Le Père Praslon, septembre 1933

(source : collection particulière)

 

Puis vinrent les durs moments de l'Occupation. Camaret à l’extrême pointe de la presqu'île, sans arrière-pays agricole, n'ayant qu'une population de pêcheurs qui ne pouvaient plus pratiquer leur métier, connut plus que partout ailleurs les denrées rares, l'approvisionnement en viande souvent nul, les tickets d'alimentation qu'on ne pouvait honorer faute des marchandises qui n'arrivaient pas et qui ne pouvaient de ce fait être distribuées, Camaret, dis-je, connut une période difficile, presque de détresse.

La situation devint encore plus pénible lorsque les habitants, sept ou huit mois avant la libération, se rendirent compte que, même le pain, allait manquer, la farine ne parvenait plus ; il fallait à tout prix trouver un remède à cet état de choses.
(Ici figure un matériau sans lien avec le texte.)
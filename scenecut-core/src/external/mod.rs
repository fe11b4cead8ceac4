// ============================================================================
// scenecut-core/src/external/mod.rs
// ============================================================================
//
// EXTERNAL TOOLS: Interactions with ffmpeg and ffprobe
//
// The detection components never touch a media file. Everything that needs
// one goes through the traits defined here:
//
// - MediaProber: duration, frame rate and keyframe timestamps (ffprobe)
// - FrameSource: decoded, downscaled RGB frames (ffmpeg via ffmpeg-sidecar)
//
// Concrete implementations shell out to the real tools; the mocks module
// provides in-memory stand-ins so the pipeline can be tested without them.

// ---- Internal crate imports ----
use crate::error::{CoreError, CoreResult};

// ---- Standard library imports ----
use std::io;
use std::process::{Command, Stdio};

// ============================================================================
// SUBMODULES
// ============================================================================

/// Frame decoding through ffmpeg-sidecar
pub mod ffmpeg_executor;

/// Media probing through the ffprobe crate and the ffprobe binary
pub mod ffprobe_executor;

/// In-memory probers and frame sources for tests
pub mod mocks;

// ============================================================================
// RE-EXPORTS
// ============================================================================

pub use ffmpeg_executor::{DecodedFrame, FrameSource, SidecarFrameSource};
pub use ffprobe_executor::{
    CrateFfprobeExecutor, FfprobeKeyframeProber, MediaInfo, MediaProber, parse_keyframe_lines,
};

// ============================================================================
// DEPENDENCY CHECKING
// ============================================================================

/// Checks if a required external command is available and executable.
///
/// Runs `cmd_name -version` and discards its output.
///
/// # Returns
///
/// * `Ok(())` - The command ran
/// * `Err(CoreError::DependencyNotFound)` - The command is not on the PATH
/// * `Err(CoreError::CommandStart)` - The command exists but failed to start
pub fn check_dependency(cmd_name: &str) -> CoreResult<()> {
    let result = Command::new(cmd_name)
        .arg("-version")
        .stdout(Stdio::null())
        .stderr(Stdio::null())
        .status();

    match result {
        Ok(_) => {
            log::debug!("Found dependency: {}", cmd_name);
            Ok(())
        }
        Err(e) if e.kind() == io::ErrorKind::NotFound => {
            log::warn!("Dependency '{}' not found.", cmd_name);
            Err(CoreError::DependencyNotFound(cmd_name.to_string()))
        }
        Err(e) => {
            log::error!("Failed to start dependency check command '{}': {}", cmd_name, e);
            Err(CoreError::CommandStart(cmd_name.to_string(), e))
        }
    }
}
//! Configuration utility functions
//!
//! Helpers for overlaying environment values on configuration defaults.
//! Values are read through a lookup function so the same code serves
//! `std::env` and in-memory maps.

use std::str::FromStr;

use crate::error::{CoreError, CoreResult};

/// Get a f64 value from the lookup or use the default
pub(super) fn get_env_f64<F>(lookup: &F, key: &str, default: f64) -> f64
where
    F: Fn(&str) -> Option<String>,
{
    match lookup(key) {
        Some(val) => match val.trim().parse::<f64>() {
            Ok(parsed) if parsed.is_finite() => parsed,
            _ => {
                log::warn!("Ignoring unparseable value '{val}' for {key}, using {default}");
                default
            }
        },
        None => default,
    }
}

/// Get a u32 value from the lookup or use the default
pub(super) fn get_env_u32<F>(lookup: &F, key: &str, default: u32) -> u32
where
    F: Fn(&str) -> Option<String>,
{
    match lookup(key) {
        Some(val) => val.trim().parse().unwrap_or_else(|_| {
            log::warn!("Ignoring unparseable value '{val}' for {key}, using {default}");
            default
        }),
        None => default,
    }
}

/// Parse a value with its `FromStr` impl, propagating parse failures
pub(super) fn get_env_parsed<F, T>(lookup: &F, key: &str, default: T) -> CoreResult<T>
where
    F: Fn(&str) -> Option<String>,
    T: FromStr<Err = CoreError>,
{
    match lookup(key) {
        Some(val) => val.parse(),
        None => Ok(default),
    }
}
M. Merrien, secrétaire de mairie à l'époque, jugeant que la commune produisait un peu de céréales : froment, seigle, blé noir et orge, s'avisa de faire diriger les récoltes sur Camaret et il décida la municipalité à faire une démarche près du père Praslon pour lui demander d'apporter son concours à l'initiative communale en acceptant de mettre son moulin au service de la petite collectivité.

 

Le brave M. Praslon, qui avait à ce moment 82 ans, était alité ; on dépêcha vers lui Alexandre Gourmelon et Corentin Keraudren, tous les deux charpentiers et faisant, il me semble, partie du Conseil Municipal. Devant le vieillard fatigué, ils exposèrent la grande misère de la population, ils mirent tout leur cœur à plaider la cause des Camarétois et, finalement, parlèrent de l'idée qu'avait eue M. Merrien de faire moudre le grain qu'on pourrait trouver sur le territoire environnant afin de procurer aux habitants de ce bout du monde, dont on ne semblait pas beaucoup s'occuper, un peu du pain nécessaire.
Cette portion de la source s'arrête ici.